Maurice: Gergö Aczél
Am Anfang doch noch recht akzentstark in der Aussprache und nicht immer klar zu verstehen wurde dies mit der Zeit besser. Optisch mit den zerzausten Haaren lustig, ja schon fast niedlich anzusehen, spielt er einen sehr herzlichen Vater, der eigentlich einen klaren Blick auf das Leben hat. Wäre da nur nicht die Zerstreutheit, die ihm manchmal dazwischen kommt...

D´Arque: Tibor Oláh
Sein Irrenhaus-Chef wirkt selber etwas irre, als ob die Umgebung (die Heilanstalt liegt im Wald am See) und die Insassen Spuren hinterlassen haben. Dabei ist er immer noch höflich.

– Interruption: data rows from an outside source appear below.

use crate::api::{ChatMessage, SessionRecord};

/// Placeholder of the chat input when it accepts text.
pub const INPUT_PLACEHOLDER: &str = "Type or dictate...";
/// Placeholder while a recording is being transcribed.
pub const TRANSCRIBING_PLACEHOLDER: &str = "Transcribing\u{2026}";

#[derive(Debug, Clone, Copy, PartialEq, Eq)]
pub enum BubbleRole {
    User,
    Assistant,
}

/// One rendered chat bubble.
#[derive(Debug, Clone, PartialEq, Eq)]
pub struct Bubble {
    pub role: BubbleRole,
    pub text: String,
}

impl Bubble {
    pub fn user(text: impl Into<String>) -> Self {
        Self {
            role: BubbleRole::User,
            text: text.into(),
        }
    }

    pub fn assistant(text: impl Into<String>) -> Self {
        Self {
            role: BubbleRole::Assistant,
            text: text.into(),
        }
    }
}

impl From<&ChatMessage> for Bubble {
    fn from(msg: &ChatMessage) -> Self {
        if msg.is_patient() {
            Self::user(msg.text.clone())
        } else {
            Self::assistant(msg.text.clone())
        }
    }
}

/// Conversation header.
#[derive(Debug, Clone, PartialEq, Eq)]
pub enum Header {
    NewConsultation,
    PastConsultation { date: Option<String> },
}

impl Header {
    pub fn title(&self) -> &str {
        match self {
            Header::NewConsultation => "New Consultation",
            Header::PastConsultation { .. } => "Past Consultation",
        }
    }

    pub fn status(&self) -> &str {
        match self {
            Header::NewConsultation => "Active",
            Header::PastConsultation { date } => date.as_deref().unwrap_or(""),
        }
    }
}

/// Everything the core needs from the screen. Implemented by the GTK chat
/// window and by a recording fake in tests.
pub trait View {
    fn render_transcript(&self, bubbles: &[Bubble]);
    fn render_session_list(&self, sessions: &[SessionRecord], active_id: &str);
    fn set_header(&self, header: &Header);
    /// `value: None` leaves the current input text untouched.
    fn set_input_state(&self, enabled: bool, placeholder: &str, value: Option<&str>);
    fn input_text(&self) -> String;
    fn clear_input(&self);
    fn focus_input(&self);
    fn set_recording(&self, recording: bool);
    /// Blocking notice the user must acknowledge.
    fn alert(&self, message: &str);
    /// Transient notice that dismisses itself.
    fn notify(&self, message: &str);
}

Es ist ja eigentlich peinlich für hier, dass eine ungarische Tourproduktion vormacht, wie effektvoll ein Bühnenbild sein kann (trotz Tourtauglichkeit), wie gut Musik von einem richtigen Orchester klingt und wie toll das Zusammenspiel aller Beteiligten sein kann. Allein deswegen lohnt sich der Besuch dieser Produktion!

Wer auf Souvenirs steht: Es gibt jetzt eine Plüschfigur vom Biest. Die Idee ist nicht schlecht, ich finde sie aber weder richtig niedlich noch biestig und irgendwas dazwischen gefällt mir nicht so richtig. Aber das ist ja Geschmackssache.